- Created by: Bert F. Island
- Portrayed by: Tony Kendall

In-universe information
- Alias: Kommissar X
- Gender: Male
- Occupation: Private detective
- Nationality: American

= Kommissar X =

Kommissar X or Commissioner X is a German crime fiction series of books from the Pabel Moewig publishing house. "Kommissar X" is a private detective named Joe Louis Walker who was a counterpart of the German crime fiction FBI Special Agent Jerry Cotton.
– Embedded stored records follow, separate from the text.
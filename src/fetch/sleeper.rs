use crate::pipeline::SharedShutdown;
use async_trait::async_trait;
use std::time::Duration;

/// How an interruptible sleep ended
#[derive(Debug, Clone, Copy, PartialEq, Eq)]
pub enum SleepOutcome {
    Elapsed,
    Interrupted,
}

/// Source of the fetcher's pacing and backoff sleeps
///
/// Production code uses [`TokioSleeper`]; tests inject a recorder so backoff
/// schedules can be asserted without waiting.
#[async_trait]
pub trait Sleeper: Send + Sync {
    async fn sleep(&self, duration: Duration) -> SleepOutcome;
}

/// Sleeps on the Tokio timer, waking early when shutdown is requested
#[derive(Debug, Clone)]
pub struct TokioSleeper {
    shutdown: SharedShutdown,
}

impl TokioSleeper {
    pub fn new(shutdown: SharedShutdown) -> Self {
        Self { shutdown }
    }
}

#[async_trait]
impl Sleeper for TokioSleeper {
    async fn sleep(&self, duration: Duration) -> SleepOutcome {
        if self.shutdown.is_requested() {
            return SleepOutcome::Interrupted;
        }

        tokio::select! {
            _ = tokio::time::sleep(duration) => SleepOutcome::Elapsed,
            _ = self.shutdown.wait() => SleepOutcome::Interrupted,
        }
    }
}
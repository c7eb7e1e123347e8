use crate::record::{MeetingInfo, RaceId, ENTRANT_SLOTS};
use std::fmt;

/// Elapsed race time, printed by the source as `m.ss.t`
#[derive(Debug, Clone, Copy, PartialEq, Eq, PartialOrd, Ord)]
pub struct RaceTime {
    tenths: u32,
}

impl RaceTime {
    pub fn from_tenths(tenths: u32) -> Self {
        Self { tenths }
    }

    /// Parses `1.50.5` (one minute, 50.5 seconds)
    pub fn parse(text: &str) -> Option<Self> {
        let mut parts = text.trim().split('.');
        let minutes: u32 = parts.next()?.parse().ok()?;
        let seconds: u32 = parts.next()?.parse().ok()?;
        let tenths: u32 = parts.next()?.parse().ok()?;
        if parts.next().is_some() || seconds >= 60 || tenths >= 10 {
            return None;
        }
        Some(Self {
            tenths: (minutes * 60 + seconds) * 10 + tenths,
        })
    }

    pub fn as_secs_f64(&self) -> f64 {
        self.tenths as f64 / 10.0
    }
}

impl fmt::Display for RaceTime {
    fn fmt(&self, f: &mut fmt::Formatter<'_>) -> fmt::Result {
        let seconds = self.tenths / 10;
        write!(f, "{}.{:02}.{}", seconds / 60, seconds % 60, self.tenths % 10)
    }
}

/// One settled bet: combination, payout in yen and popularity rank
#[derive(Debug, Clone, PartialEq, Eq)]
pub struct Payout {
    pub combination: String,
    pub amount: Option<u32>,
    pub popularity: Option<u32>,
}

/// Payouts of a settled race
#[derive(Debug, Clone, Default, PartialEq, Eq)]
pub struct Payouts {
    /// 単勝
    pub win: Option<Payout>,
    /// 複勝, up to two winning boats
    pub place: [Option<Payout>; 2],
    /// ２連単
    pub exacta: Option<Payout>,
    /// ２連複
    pub quinella: Option<Payout>,
    /// 拡連複, one per pair of the first three
    pub wide: [Option<Payout>; 3],
    /// ３連単
    pub trifecta: Option<Payout>,
    /// ３連複
    pub trio: Option<Payout>,
}

impl Payouts {
    pub fn is_empty(&self) -> bool {
        self.win.is_none()
            && self.place.iter().all(Option::is_none)
            && self.exacta.is_none()
            && self.quinella.is_none()
            && self.wide.iter().all(Option::is_none)
            && self.trifecta.is_none()
            && self.trio.is_none()
    }
}

/// One entrant line of a result section
#[derive(Debug, Clone, Default, PartialEq)]
pub struct EntrantResult {
    /// Finishing position, absent for non-finishers
    pub finish_position: Option<u8>,
    /// Finish column as printed (`01`, `F`, `K0`, `S1`, ...)
    pub finish_code: String,
    pub boat_number: Option<u8>,
    pub registration_id: String,
    pub name: String,
    pub motor_number: Option<u32>,
    pub boat_id: Option<u32>,
    pub exhibition_time: Option<f64>,
    pub entry_lane: Option<u8>,
    /// Start timing in seconds; negative for a flying start
    pub start_timing: Option<f64>,
    pub race_time: Option<RaceTime>,
}

/// A race of a results (K) file
#[derive(Debug, Clone, PartialEq)]
pub struct RaceResultRecord {
    pub id: RaceId,
    pub meeting: MeetingInfo,
    pub race_name: String,
    pub distance_m: Option<u32>,
    pub weather: String,
    pub wind_direction: String,
    pub wind_speed_m: Option<u32>,
    pub wave_height_cm: Option<u32>,
    pub winning_technique: String,
    /// False when no entrant has a finishing position
    pub valid: bool,
    /// Present only for valid, settled races
    pub payouts: Option<Payouts>,
    /// Entrants in file order; unused slots are `None`
    pub entrants: [Option<EntrantResult>; ENTRANT_SLOTS],
}

impl RaceResultRecord {
    pub fn entrant_count(&self) -> usize {
        self.entrants.iter().flatten().count()
    }

    pub fn has_finisher(&self) -> bool {
        self.entrants
            .iter()
            .flatten()
            .any(|entrant| entrant.finish_position.is_some())
    }
}

#[cfg(test)]
mod tests {
    use super::*;

    #[test]
    fn test_race_time_parse_and_display() {
        let time = RaceTime::parse("1.50.5").unwrap();
        assert_eq!(time.as_secs_f64(), 110.5);
        assert_eq!(time.to_string(), "1.50.5");

        assert_eq!(RaceTime::from_tenths(1083).to_string(), "1.48.3");
        assert_eq!(RaceTime::from_tenths(605).to_string(), "1.00.5");
    }

    #[test]
    fn test_race_time_rejects_garbage() {
        assert_eq!(RaceTime::parse(""), None);
        assert_eq!(RaceTime::parse("1.50"), None);
        assert_eq!(RaceTime::parse("1.75.0"), None);
        assert_eq!(RaceTime::parse("."), None);
    }

    #[test]
    fn test_payouts_is_empty() {
        let mut payouts = Payouts::default();
        assert!(payouts.is_empty());

        payouts.wide[2] = Some(Payout {
            combination: "2-3".to_string(),
            amount: Some(530),
            popularity: Some(8),
        });
        assert!(!payouts.is_empty());
    }
}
In addition to the vast collection of books, between 1965 and 1971 seven Kommissar X films were made with Tony Kendall as the laid back swinging New York City private eye Joe Walker balanced against the serious muscular New York City Police Captain Tom Rowland played by Brad Harris.

==Beginnings==
The Kommissar X series of crime novels were written by Bert F. Island whose real name was Paul Alfred Mueller (18 October 1901 – 1 January 1970). Beginning in 1959, Island wrote 620 "Kommissar X" books.

==Films==
With the international success of the films of Ian Fleming's James Bond and the German Jerry Cotton (played by George Nader) series, seven Commissioner X films, mostly written and directed by Gianfranco Parolini and starring Tony Kendall as private detective Joe Walker and Brad Harris as New York City Police Lieutenant Tom Rowland, were made. These films were not only released internationally, but became a staple of American television movies in the mid-1960s when American stations sought colour films to show.

The films were

- 1966: Kommissar X – Jagd auf Unbekannt - Hunt for the Unknown a.k.a. Kiss Kiss Kill Kill
- 1966: Kommissar X – Drei gelbe Katzen - Three Yellow Cats a.k.a. Death is Nimble, Death is Quick
- 1966: Kommissar X – In den Klauen des goldenen Drachen - So Darling, So Deadly
- 1967: Kommissar X – Drei grüne Hunde - Death Trip
- 1968: Kommissar X – Drei blaue Panther - Three Blue Panthers a.k.a. Kill Panther Kill
- 1969: Kommissar X – Drei goldene Schlangen - Three Golden Serpents a.k.a. Island of Lost Girls
- 1971: Kommissar X jagt die roten Tiger - FBI: Operation Pakistan a.k.a. Tiger Gang

==DVD release==
The first three Kommissar X films have been released in the United States but in the same faded and English dubbed versions that were on American television in the 1960s. Remastered versions of the first six films were released in Germany, which include the English dub.

==In popular culture==

In 2012 a German comedy directed by Reginald Ginster titled Die X-Männer schlagen zurück featured Harris, Kendall and Parolini.